John Fernando Restrepo

Por: John Fernando Restrepo Tamayo

Fernando Vallejo, el escritor, el literato, el humanista, el artista, el poeta y el defensor de los animales es un ser de talento extraordinario. En el mundo de la técnica se ha ganado la vida de manera decorosa gracias a las letras. En el mundo de la literatura se ha hecho a un espacio de plena lucidez. Su estrella tiene luz propia. Ha sobrevivido a Mutis y a Gabo con altura e independencia. No necesitó del realismo mágico para presentarse al mundo como escritor colombiano. Como escritor lo ha hecho de forma meritoria. Es culto, inteligente, agudo y mordaz. Asiduo lector. Un punto de referencia para el mundo de las letras. Un consentido de Alfaguara. Un invitado de honor imprescindible para eventos académicos o concursos comerciales de grupos editoriales.

Su pose en el atril tiene magia. Se pone y se quita las gafas. Hace pausas. Pone el énfasis de una manera impecable y usa un tono de voz que le hace parecer la conciencia moral crítica de un país devastado que necesita la voz del profeta. Él tiene el tono y el hálito. Él es y él representa lo que un pueblo sumergido en las tinieblas necesita para arrastrase, a pesar de sí mismo, en la dirección de la luz. Él trae el renacimiento y la ilustración recogidos en los papeles doblados, guardados en su chaqueta, cada vez que nos lee de manera solemne y pontifical, o cada vez que habla de nosotros. Los colombianos. Los colombianitos. Ese pequeño pueblo demencial postrado por una condición de estado natural hobbesiano.

El PhD, honoris causa, Fernando Vallejo, el hombre de los recursos literarios y del genio capaz de crear realidades con sus palabras y sus párrafos parece haber renunciado al esfuerzo intelectual que exige, en calidad de académico, orientar la reflexión de un país en construcción para dedicarse a replicar de manera monótona y previsible un mismo relato. Unas diatribas de dos párrafos en las que denuncia que Colombia es un estado inviable, corrompido, cruel, criminal. ¿Y por qué lo es? Porque para él todos los que quedamos aquí. Los que no vivimos de las becas que ofrecen gobiernos extranjeros para huir de esta oda al crimen somos corrompidos y bandidos.
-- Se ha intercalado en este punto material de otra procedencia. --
impl Scheduler {
    /// Builds a new scheduler and its lifecycle, spawning its dedicated
    /// run-loop thread immediately.
    pub fn make(config: SchedulerConfig) -> (Lifecycle, Scheduler) {
        let reuse_cap = config.block_workers_reuse_cap;
        let inner = Arc::new(SchedulerInner {
            data: Mutex::new(Data { state: SchedState::Ready, ready: crate::queue::IntrusiveQueue::new(), timers: TimerList::new(), live: HashMap::new() }),
            cond: Condvar::new(),
            operations: AtomicUsize::new(0),
            next_timer_id: AtomicU64::new(1),
            config,
            exception_slot: Mutex::new(None),
            blocking: Arc::new(BlockingPool::new(reuse_cap)),
        });
        let thread_inner = inner.clone();
        let thread = thread::Builder::new().name("weft-scheduler".into()).spawn(move || run_loop(thread_inner)).expect("failed to spawn scheduler thread");
        (Lifecycle { inner: inner.clone(), thread: Some(thread) }, Scheduler { inner })
    }

    /// Submits a fire-and-forget task. Returns `false` only if the scheduler
    /// is permanently halted with no outstanding operations.
    pub fn schedule<F>(&self, future: F) -> bool
    where
        F: Future<Output = ()> + Send + 'static,
    {
        self.inner.schedule_task(TaskRef::new(future, None))
    }

    /// Submits a task and returns an awaitable completing with its return
    /// value, or a [`JoinError`] if the frame was destroyed un-completed.
    pub fn join<F>(&self, future: F) -> Awaitable<Result<F::Output, JoinError>, SpinLock>
    where
        F: Future + Send + 'static,
        F::Output: Send + 'static,
    {
        let joined: Awaitable<Result<F::Output, JoinError>, SpinLock> = Awaitable::pending();
        let ret = joined.clone();
        if !self.inner.can_submit() {
            joined.resume(Err(JoinError::SchedulerHalted));
            return ret;
        }
        let joiner_addr = joined.address();
        let cleanup: Box<dyn FnOnce(TaskOutcome<F::Output>) + Send> = Box::new(move |outcome| match outcome {
            TaskOutcome::Completed(v) => joined.resume(Ok(v)),
            TaskOutcome::Destroyed { frame_addr } => joined.resume(Err(JoinError::Destroyed { frame_addr, joiner_addr })),
        });
        self.inner.schedule_task(TaskRef::new(future, Some(cleanup)));
        ret
    }

    /// Runs a dynamic set of tasks to completion under one [`crate::scope::Scope`],
    /// returning an awaitable that completes once all of them have (spec §4.10).
    pub fn scope<I, F>(&self, tasks: I) -> Awaitable<(), SpinLock>
    where
        I: IntoIterator<Item = F>,
        F: Future + Send + 'static,
    {
        let scope = crate::scope::Scope::new(self);
        for task in tasks {
            scope.add(task);
        }
        scope.r#await()
    }

    /// Starts a one-shot timer, returning its id and an awaitable yielding
    /// `true` on timeout or `false` on cancel. If the scheduler is already
    /// halted the timer is immediately cancelled.
    pub fn start(&self, duration: Duration) -> (u64, Awaitable<bool, SpinLock>) {
        let id = self.inner.next_timer_id.fetch_add(1, Ordering::SeqCst);
        let awaitable = Awaitable::pending();
        let ret = awaitable.clone();
        let deadline = Instant::now() + duration;
        let mut data = self.inner.data.lock().unwrap_or_else(|p| p.into_inner());
        if data.state == SchedState::Halted {
            drop(data);
            awaitable.resume(false);
            return (id, ret);
        }
        self.inner.operations.fetch_add(1, Ordering::SeqCst);
        data.timers.insert(TimerEntry { id, deadline, awaitable });
        self.inner.cond.notify_all();
        (id, ret)
    }

    /// Like [`start`](Self::start) but hides the timer id (non-cancellable by design).
    pub fn sleep(&self, duration: Duration) -> Awaitable<bool, SpinLock> {
        self.start(duration).1
    }

    /// Cancels a pending timer. Returns `true` iff a matching timer was
    /// found and removed.
    pub fn cancel(&self, id: u64) -> bool {
        let mut data = self.inner.data.lock().unwrap_or_else(|p| p.into_inner());
        let found = data.timers.cancel(id);
        drop(data);
        match found {
            Some(entry) => {
                tracing::debug!(timer = id, "timer cancelled");
                entry.awaitable.resume(false);
                self.inner.dec_ops();
                true
            }
            None => false,
        }
    }

    /// Runs `f` without stalling the cooperative worker: inline if the
    /// caller is not inside a task or is already on a blocking-worker
    /// thread, otherwise on a pooled dedicated OS thread (spec §4.6).
    pub fn block<F, R>(&self, f: F) -> Awaitable<R, SpinLock>
    where
        F: FnOnce() -> R + Send + 'static,
        R: Send + 'static,
    {
        let inline = blocking::on_blocking_worker() || !IN_TASK.with(Cell::get);
        if inline {
            return Awaitable::ready(f());
        }
        self.inner.operations.fetch_add(1, Ordering::SeqCst);
        let inner = self.inner.clone();
        let pool = self.inner.blocking.clone();
        pool.run(move || {
            let value = f();
            inner.dec_ops();
            value
        })
    }

    /// Current lifecycle state, for diagnostics and tests.
    pub fn state(&self) -> SchedState {
        self.inner.data.lock().unwrap_or_else(|p| p.into_inner()).state
    }

    /// Outstanding operations counter, for diagnostics and tests.
    pub fn operations(&self) -> usize {
        self.inner.operations.load(Ordering::SeqCst)
    }
}

impl Lifecycle {
    /// Requests the scheduler suspend after its current batch.
    pub fn suspend(&self) {
        let mut data = self.inner.data.lock().unwrap_or_else(|p| p.into_inner());
        if matches!(data.state, SchedState::Ready | SchedState::Executing) {
            data.state = SchedState::Suspended;
        }
        self.inner.cond.notify_all();
    }

    /// Resumes a suspended scheduler.
    pub fn resume(&self) {
        let mut data = self.inner.data.lock().unwrap_or_else(|p| p.into_inner());
        if data.state == SchedState::Suspended {
            data.state = SchedState::Executing;
        }
        self.inner.cond.notify_all();
    }

    /// A cloneable handle to the scheduler this lifecycle owns.
    pub fn scheduler(&self) -> Scheduler {
        Scheduler { inner: self.inner.clone() }
    }
}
Pusilánimes y vulgares. Torpes y ambiciosos.

Ladrones y mediocres, que en unas urnas untadas de sangre, elegimos como gobernante a uno cada vez más ladrón y más mediocre. Un mismo libreto, plagado de palabras soeces y de insultos propios del bufón satisfecho con aplausos. Fernando Vallejo entretiene como el que más. Sus intervenciones públicas son teatrales. Él mismo, es su mejor invención. Es el personaje principal de la función que representa.

Pero después de reír y pensar sus palabras, se avisa que no quedan propuestas. Que su provocación no genera discusiones ni ofrece debates para interpretarle. Que no reivindica una sola dirección sobre lo posible o lo necesario. Que sus excusas para denunciar sin construir están dadas porque es un librepensador. Sin ataduras. Sin madre y sin patria. Sin reserva para insultarnos y decirnos que no somos sus pares. Que su altura moral es superior. Que nadie le iguala porque nada le sirve. Que no le merecemos. Que somos el abandono de la divinidad. Que solo a él le está reservado decir lo que nadie más puede decir. Que está exento de proponer porque él no ha hecho nada. Y tiene toda la razón. Porque de repetir lo mismo, en los mismos términos y en la misma dirección, empezamos a darnos cuenta de que el profeta se ha quedado con muy poco qué decir y que de la expectativa que generaba atender la nueva creación del artista, más allá de diatribas previsibles, solo queda el deber de cuidado por los animales.